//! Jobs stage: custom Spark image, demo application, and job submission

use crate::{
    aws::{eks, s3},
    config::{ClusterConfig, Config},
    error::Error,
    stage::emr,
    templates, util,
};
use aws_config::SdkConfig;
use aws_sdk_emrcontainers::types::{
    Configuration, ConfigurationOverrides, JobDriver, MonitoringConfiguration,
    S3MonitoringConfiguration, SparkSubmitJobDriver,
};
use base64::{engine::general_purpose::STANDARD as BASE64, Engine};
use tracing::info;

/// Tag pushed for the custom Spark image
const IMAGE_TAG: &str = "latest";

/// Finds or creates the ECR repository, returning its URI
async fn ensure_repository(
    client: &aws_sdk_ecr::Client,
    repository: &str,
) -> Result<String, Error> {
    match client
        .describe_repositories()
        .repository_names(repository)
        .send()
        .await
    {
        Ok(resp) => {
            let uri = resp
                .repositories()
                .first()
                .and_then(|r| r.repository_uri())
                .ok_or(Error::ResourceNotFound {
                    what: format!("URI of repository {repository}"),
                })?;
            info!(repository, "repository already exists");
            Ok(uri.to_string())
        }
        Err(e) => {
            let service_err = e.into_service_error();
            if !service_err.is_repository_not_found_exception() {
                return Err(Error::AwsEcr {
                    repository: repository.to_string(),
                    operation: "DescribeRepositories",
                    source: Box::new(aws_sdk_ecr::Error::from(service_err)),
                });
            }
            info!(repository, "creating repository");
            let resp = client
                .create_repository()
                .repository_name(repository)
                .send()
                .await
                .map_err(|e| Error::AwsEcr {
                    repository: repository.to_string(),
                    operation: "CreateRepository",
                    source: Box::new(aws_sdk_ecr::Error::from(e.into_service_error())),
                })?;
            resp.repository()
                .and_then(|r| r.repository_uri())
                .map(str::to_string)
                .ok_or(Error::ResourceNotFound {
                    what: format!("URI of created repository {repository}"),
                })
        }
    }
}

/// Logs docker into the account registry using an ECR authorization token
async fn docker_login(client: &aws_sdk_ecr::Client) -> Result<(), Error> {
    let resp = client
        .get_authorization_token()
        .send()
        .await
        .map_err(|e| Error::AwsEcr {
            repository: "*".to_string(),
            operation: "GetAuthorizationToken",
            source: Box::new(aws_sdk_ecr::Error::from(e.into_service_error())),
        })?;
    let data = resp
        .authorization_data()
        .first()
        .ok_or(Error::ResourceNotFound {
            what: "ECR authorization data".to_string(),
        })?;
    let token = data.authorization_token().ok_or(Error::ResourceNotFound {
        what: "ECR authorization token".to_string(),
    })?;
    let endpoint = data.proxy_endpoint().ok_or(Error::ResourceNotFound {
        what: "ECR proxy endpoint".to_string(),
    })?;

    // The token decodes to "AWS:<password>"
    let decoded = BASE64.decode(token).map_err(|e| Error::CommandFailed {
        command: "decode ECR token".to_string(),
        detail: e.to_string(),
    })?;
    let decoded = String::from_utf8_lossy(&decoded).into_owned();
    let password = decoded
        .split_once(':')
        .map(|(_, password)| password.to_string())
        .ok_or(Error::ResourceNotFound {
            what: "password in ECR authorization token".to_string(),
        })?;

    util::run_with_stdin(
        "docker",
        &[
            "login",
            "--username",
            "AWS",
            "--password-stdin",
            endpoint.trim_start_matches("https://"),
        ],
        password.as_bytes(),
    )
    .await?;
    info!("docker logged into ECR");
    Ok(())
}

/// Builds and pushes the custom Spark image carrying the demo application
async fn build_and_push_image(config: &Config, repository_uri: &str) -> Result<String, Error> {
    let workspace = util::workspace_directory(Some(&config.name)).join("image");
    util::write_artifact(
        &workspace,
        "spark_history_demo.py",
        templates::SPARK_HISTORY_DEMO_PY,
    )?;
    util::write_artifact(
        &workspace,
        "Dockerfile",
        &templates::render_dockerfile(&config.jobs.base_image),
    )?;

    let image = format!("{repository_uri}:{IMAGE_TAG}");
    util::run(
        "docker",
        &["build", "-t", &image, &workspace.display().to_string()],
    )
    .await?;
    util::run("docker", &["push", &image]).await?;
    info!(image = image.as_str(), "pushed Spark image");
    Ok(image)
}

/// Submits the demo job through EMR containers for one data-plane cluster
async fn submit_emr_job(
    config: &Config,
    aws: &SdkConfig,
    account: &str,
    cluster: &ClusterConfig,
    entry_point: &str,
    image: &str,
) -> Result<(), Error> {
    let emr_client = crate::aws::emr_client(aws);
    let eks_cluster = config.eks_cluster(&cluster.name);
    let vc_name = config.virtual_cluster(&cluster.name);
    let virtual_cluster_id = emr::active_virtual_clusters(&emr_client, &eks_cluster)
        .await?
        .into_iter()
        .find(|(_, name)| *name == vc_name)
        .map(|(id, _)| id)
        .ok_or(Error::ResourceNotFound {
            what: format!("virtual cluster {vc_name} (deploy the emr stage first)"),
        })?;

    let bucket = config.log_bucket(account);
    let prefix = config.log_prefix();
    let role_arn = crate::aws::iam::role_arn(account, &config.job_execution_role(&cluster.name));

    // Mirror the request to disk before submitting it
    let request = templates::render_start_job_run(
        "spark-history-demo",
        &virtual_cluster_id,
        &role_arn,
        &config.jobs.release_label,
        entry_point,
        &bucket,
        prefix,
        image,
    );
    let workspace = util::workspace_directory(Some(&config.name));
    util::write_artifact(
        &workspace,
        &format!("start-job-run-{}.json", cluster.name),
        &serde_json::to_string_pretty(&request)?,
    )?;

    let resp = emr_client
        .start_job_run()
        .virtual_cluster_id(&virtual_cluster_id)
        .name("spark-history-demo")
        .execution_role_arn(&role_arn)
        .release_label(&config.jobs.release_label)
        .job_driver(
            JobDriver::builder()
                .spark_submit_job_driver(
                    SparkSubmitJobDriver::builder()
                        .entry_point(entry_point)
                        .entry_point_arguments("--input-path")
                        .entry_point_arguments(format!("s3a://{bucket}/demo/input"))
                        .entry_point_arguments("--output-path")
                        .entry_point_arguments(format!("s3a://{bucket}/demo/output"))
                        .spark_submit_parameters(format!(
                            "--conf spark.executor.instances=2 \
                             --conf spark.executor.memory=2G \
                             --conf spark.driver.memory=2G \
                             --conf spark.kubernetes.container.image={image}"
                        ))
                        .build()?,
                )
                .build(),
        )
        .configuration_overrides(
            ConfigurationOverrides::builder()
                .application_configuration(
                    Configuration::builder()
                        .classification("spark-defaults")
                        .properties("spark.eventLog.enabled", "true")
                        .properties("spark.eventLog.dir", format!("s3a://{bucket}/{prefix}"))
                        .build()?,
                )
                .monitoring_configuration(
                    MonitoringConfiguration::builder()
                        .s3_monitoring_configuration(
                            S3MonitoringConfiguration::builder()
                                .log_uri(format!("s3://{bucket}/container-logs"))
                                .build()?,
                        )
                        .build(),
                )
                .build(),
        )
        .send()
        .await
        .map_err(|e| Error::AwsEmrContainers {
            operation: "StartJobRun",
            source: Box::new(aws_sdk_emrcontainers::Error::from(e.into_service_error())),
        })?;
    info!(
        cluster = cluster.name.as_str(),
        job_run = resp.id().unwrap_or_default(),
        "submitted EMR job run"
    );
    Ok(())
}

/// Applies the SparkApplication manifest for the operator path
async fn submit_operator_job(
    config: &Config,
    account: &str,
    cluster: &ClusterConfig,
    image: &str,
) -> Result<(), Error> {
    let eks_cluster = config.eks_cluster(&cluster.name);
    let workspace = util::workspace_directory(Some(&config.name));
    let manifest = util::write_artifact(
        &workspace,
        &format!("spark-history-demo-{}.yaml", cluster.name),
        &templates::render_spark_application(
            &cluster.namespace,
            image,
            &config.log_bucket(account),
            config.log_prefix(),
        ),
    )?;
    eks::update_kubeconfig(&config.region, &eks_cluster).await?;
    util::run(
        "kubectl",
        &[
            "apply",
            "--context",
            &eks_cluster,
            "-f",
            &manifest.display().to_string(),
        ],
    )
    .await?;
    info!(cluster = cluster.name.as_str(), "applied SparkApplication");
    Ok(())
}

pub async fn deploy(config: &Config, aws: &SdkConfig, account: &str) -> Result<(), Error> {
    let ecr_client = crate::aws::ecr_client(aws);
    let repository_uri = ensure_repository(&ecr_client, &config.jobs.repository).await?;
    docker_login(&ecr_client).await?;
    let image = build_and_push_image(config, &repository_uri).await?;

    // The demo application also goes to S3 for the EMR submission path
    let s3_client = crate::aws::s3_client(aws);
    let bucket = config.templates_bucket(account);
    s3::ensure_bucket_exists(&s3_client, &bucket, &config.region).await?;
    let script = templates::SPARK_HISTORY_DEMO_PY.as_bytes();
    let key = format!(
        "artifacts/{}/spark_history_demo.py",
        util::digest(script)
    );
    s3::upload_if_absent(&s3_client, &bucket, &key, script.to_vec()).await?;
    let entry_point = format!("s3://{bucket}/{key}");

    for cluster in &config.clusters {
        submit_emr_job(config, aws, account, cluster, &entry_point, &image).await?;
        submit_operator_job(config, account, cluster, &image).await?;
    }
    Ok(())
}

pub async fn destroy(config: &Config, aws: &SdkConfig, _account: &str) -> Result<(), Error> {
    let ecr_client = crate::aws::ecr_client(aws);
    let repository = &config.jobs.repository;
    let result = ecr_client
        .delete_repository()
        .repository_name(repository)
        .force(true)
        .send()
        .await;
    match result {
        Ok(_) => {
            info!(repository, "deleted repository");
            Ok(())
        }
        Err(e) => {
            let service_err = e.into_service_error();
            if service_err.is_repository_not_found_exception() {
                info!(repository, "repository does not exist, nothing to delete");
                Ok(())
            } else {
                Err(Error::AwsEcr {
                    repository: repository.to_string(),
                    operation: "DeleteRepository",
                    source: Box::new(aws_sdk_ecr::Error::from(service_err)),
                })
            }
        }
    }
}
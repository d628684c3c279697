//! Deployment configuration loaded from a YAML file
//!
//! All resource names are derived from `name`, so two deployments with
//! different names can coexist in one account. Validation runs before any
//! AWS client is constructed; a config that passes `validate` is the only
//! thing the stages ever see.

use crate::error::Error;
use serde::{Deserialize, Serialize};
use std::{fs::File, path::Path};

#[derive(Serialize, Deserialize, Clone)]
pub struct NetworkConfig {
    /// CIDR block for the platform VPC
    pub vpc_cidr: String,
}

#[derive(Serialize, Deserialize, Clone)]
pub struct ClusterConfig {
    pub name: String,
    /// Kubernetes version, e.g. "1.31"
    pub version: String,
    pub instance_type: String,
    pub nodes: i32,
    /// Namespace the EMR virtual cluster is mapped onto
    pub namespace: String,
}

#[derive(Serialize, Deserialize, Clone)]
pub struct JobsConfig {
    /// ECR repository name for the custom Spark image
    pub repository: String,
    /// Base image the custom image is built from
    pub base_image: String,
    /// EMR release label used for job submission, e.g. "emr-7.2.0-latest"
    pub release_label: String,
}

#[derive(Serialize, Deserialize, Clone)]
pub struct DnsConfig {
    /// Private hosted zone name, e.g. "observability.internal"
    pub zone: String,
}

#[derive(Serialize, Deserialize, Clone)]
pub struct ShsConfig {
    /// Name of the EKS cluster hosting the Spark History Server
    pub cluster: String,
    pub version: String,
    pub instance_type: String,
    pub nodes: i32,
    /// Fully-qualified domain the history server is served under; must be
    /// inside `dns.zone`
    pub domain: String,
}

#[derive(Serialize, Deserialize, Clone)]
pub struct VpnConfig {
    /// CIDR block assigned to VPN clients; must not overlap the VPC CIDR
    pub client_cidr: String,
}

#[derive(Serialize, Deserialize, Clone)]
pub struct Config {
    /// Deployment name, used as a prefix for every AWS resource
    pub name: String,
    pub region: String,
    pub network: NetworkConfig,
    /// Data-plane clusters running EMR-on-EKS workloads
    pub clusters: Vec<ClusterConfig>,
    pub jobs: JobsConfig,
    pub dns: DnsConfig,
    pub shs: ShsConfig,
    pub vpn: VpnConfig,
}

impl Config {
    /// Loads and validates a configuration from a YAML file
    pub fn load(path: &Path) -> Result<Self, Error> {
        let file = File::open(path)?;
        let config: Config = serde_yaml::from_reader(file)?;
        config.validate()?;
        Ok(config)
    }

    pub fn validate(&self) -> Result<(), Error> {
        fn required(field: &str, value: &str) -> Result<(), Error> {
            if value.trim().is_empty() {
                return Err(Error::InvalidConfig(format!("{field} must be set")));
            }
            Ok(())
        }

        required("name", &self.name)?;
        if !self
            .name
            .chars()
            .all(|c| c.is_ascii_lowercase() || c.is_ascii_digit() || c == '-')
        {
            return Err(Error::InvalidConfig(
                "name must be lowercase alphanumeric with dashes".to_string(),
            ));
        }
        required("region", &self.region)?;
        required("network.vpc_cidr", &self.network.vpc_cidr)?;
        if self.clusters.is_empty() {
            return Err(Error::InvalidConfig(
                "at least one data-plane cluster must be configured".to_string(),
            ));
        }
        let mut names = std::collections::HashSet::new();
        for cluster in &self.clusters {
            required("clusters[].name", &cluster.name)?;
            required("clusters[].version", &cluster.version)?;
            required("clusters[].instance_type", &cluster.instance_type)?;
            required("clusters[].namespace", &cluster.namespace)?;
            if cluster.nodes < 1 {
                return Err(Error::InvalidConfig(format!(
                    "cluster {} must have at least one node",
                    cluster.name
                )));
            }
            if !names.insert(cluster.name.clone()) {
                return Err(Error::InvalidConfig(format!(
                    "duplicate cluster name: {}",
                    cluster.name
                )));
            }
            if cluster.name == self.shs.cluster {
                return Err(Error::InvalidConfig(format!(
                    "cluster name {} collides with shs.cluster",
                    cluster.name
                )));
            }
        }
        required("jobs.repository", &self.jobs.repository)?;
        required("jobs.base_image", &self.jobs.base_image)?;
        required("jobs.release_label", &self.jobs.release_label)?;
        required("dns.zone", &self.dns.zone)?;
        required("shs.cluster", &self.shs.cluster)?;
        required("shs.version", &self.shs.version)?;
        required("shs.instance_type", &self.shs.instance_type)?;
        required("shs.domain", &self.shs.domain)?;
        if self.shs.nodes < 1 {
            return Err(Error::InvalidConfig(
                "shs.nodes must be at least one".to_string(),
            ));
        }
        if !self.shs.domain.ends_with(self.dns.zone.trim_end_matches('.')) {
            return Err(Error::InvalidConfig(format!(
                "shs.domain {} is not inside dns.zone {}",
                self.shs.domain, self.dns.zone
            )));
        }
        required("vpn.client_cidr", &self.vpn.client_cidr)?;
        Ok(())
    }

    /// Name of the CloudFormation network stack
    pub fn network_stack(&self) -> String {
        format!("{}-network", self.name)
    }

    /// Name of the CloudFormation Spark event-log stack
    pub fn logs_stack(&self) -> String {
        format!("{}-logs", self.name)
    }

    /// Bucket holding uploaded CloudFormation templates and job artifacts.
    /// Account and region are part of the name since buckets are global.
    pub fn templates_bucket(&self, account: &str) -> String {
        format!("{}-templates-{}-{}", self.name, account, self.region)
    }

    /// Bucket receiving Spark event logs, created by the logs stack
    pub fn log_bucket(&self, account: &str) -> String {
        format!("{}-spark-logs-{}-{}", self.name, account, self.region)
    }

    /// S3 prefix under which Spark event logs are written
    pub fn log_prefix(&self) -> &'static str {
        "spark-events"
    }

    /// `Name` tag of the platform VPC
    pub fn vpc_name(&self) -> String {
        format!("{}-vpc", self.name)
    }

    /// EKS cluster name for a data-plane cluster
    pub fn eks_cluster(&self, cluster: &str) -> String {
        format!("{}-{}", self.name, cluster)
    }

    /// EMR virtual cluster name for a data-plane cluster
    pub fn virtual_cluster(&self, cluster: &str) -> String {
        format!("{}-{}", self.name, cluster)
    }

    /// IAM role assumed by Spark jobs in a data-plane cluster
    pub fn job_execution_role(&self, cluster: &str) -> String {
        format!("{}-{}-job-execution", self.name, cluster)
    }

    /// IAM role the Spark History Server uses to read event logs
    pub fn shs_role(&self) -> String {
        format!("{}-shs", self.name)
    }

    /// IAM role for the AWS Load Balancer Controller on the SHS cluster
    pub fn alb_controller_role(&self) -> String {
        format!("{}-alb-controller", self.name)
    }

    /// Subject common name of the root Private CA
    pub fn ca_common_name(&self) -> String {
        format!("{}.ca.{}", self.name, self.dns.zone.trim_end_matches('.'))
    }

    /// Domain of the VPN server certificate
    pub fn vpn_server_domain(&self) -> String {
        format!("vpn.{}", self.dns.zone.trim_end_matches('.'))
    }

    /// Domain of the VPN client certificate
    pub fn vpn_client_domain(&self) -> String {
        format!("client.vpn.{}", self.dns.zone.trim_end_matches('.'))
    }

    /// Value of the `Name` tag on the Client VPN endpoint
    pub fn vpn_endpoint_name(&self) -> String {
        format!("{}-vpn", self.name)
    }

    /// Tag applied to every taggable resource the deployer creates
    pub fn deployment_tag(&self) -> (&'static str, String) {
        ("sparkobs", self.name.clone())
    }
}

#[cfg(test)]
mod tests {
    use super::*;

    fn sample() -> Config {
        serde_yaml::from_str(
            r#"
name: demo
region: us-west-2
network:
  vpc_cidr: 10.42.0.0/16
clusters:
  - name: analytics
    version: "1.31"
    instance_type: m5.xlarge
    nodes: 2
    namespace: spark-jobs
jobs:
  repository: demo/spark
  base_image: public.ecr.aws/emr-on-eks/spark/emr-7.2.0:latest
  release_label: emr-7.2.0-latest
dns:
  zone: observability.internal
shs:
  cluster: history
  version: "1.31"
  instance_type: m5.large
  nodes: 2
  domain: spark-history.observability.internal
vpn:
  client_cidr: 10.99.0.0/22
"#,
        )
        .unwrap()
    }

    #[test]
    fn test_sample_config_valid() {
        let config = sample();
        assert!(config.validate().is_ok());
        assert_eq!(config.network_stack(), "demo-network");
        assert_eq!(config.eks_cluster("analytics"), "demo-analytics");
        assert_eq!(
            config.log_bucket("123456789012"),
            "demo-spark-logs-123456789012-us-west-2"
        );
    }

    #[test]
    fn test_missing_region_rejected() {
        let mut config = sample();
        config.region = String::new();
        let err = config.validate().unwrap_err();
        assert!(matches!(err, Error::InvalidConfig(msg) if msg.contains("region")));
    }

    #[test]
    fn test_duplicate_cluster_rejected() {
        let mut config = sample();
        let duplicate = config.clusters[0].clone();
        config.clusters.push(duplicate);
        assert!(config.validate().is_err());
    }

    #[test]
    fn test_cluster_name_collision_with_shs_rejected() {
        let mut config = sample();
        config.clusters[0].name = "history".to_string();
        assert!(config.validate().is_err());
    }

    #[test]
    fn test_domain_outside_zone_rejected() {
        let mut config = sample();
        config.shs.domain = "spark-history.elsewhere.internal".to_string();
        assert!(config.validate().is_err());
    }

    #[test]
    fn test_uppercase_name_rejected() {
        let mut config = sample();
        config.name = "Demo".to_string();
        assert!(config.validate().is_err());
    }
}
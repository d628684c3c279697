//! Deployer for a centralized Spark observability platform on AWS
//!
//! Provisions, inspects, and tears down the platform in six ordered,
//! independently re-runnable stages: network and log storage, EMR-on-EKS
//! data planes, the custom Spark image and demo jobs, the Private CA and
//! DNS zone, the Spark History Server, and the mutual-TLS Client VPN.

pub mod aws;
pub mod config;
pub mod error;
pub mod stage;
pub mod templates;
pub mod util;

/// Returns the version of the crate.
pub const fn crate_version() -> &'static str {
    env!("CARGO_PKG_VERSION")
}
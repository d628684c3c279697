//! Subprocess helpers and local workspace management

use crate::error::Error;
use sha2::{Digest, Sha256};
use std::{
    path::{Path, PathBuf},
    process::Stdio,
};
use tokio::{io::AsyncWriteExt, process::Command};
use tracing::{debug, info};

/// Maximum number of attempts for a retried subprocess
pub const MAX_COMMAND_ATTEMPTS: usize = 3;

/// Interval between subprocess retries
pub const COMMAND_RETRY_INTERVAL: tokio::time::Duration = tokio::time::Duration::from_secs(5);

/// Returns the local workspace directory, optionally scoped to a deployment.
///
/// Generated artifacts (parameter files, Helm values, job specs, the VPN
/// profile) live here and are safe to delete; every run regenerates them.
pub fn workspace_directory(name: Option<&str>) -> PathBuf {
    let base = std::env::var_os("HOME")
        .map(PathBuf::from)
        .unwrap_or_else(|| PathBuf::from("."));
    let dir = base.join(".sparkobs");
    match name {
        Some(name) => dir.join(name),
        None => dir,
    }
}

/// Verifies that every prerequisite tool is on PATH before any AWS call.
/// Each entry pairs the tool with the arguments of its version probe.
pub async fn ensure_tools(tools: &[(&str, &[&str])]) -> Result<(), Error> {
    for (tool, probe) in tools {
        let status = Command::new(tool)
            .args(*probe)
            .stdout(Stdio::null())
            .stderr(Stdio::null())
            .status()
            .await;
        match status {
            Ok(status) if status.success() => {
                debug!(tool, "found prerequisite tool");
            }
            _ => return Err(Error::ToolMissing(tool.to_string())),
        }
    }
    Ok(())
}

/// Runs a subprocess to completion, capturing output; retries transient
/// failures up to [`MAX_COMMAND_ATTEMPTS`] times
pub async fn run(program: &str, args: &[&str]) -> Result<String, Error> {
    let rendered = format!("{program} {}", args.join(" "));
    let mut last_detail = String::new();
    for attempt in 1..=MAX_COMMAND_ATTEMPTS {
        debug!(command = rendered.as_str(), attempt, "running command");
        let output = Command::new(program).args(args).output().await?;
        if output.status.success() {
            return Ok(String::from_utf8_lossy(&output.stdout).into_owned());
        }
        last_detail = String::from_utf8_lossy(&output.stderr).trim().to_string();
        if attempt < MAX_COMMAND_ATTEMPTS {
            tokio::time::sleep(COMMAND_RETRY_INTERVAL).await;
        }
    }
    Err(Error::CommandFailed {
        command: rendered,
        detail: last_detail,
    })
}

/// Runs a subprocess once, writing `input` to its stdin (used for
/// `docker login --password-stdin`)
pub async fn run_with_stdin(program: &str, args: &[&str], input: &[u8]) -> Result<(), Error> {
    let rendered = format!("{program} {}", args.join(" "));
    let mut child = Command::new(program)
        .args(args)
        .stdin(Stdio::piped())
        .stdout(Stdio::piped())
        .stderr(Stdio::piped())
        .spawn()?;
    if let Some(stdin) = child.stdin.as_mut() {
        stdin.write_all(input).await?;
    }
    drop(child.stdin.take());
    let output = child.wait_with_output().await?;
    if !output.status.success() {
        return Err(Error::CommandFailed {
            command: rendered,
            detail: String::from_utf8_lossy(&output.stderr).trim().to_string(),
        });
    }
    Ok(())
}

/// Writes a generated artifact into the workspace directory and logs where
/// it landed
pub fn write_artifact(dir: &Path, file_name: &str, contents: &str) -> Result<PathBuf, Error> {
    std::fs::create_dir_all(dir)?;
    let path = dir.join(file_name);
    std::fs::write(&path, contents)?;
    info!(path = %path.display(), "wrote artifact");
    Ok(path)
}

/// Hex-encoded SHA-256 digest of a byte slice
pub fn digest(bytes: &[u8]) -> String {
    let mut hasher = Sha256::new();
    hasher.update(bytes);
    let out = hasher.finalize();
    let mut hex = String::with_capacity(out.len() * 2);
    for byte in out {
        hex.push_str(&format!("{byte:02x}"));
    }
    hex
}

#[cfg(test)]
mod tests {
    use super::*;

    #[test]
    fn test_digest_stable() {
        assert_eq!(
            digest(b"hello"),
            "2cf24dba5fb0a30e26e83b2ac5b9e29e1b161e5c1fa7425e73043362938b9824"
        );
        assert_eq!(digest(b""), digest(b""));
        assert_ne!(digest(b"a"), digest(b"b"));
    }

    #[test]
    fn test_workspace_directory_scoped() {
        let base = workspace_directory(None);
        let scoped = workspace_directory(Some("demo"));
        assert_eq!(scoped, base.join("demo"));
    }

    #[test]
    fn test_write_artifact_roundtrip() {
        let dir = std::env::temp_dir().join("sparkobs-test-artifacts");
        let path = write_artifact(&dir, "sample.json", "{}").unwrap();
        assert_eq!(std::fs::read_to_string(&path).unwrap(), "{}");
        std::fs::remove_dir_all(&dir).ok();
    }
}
---
▶ [EXERCISE DIRECTIONS]: What you return must be an exact retyping of the lines above starting at the line with "pub fn network_stack(&self)" and ending at the line with "logs are written", and nothing besides.

▶ [EXERCISE ANSWER]:
    pub fn network_stack(&self) -> String {
        format!("{}-network", self.name)
    }

    /// Name of the CloudFormation Spark event-log stack
    pub fn logs_stack(&self) -> String {
        format!("{}-logs", self.name)
    }

    /// Bucket holding uploaded CloudFormation templates and job artifacts.
    /// Account and region are part of the name since buckets are global.
    pub fn templates_bucket(&self, account: &str) -> String {
        format!("{}-templates-{}-{}", self.name, account, self.region)
    }

    /// Bucket receiving Spark event logs, created by the logs stack
    pub fn log_bucket(&self, account: &str) -> String {
        format!("{}-spark-logs-{}-{}", self.name, account, self.region)
    }

    /// S3 prefix under which Spark event logs are written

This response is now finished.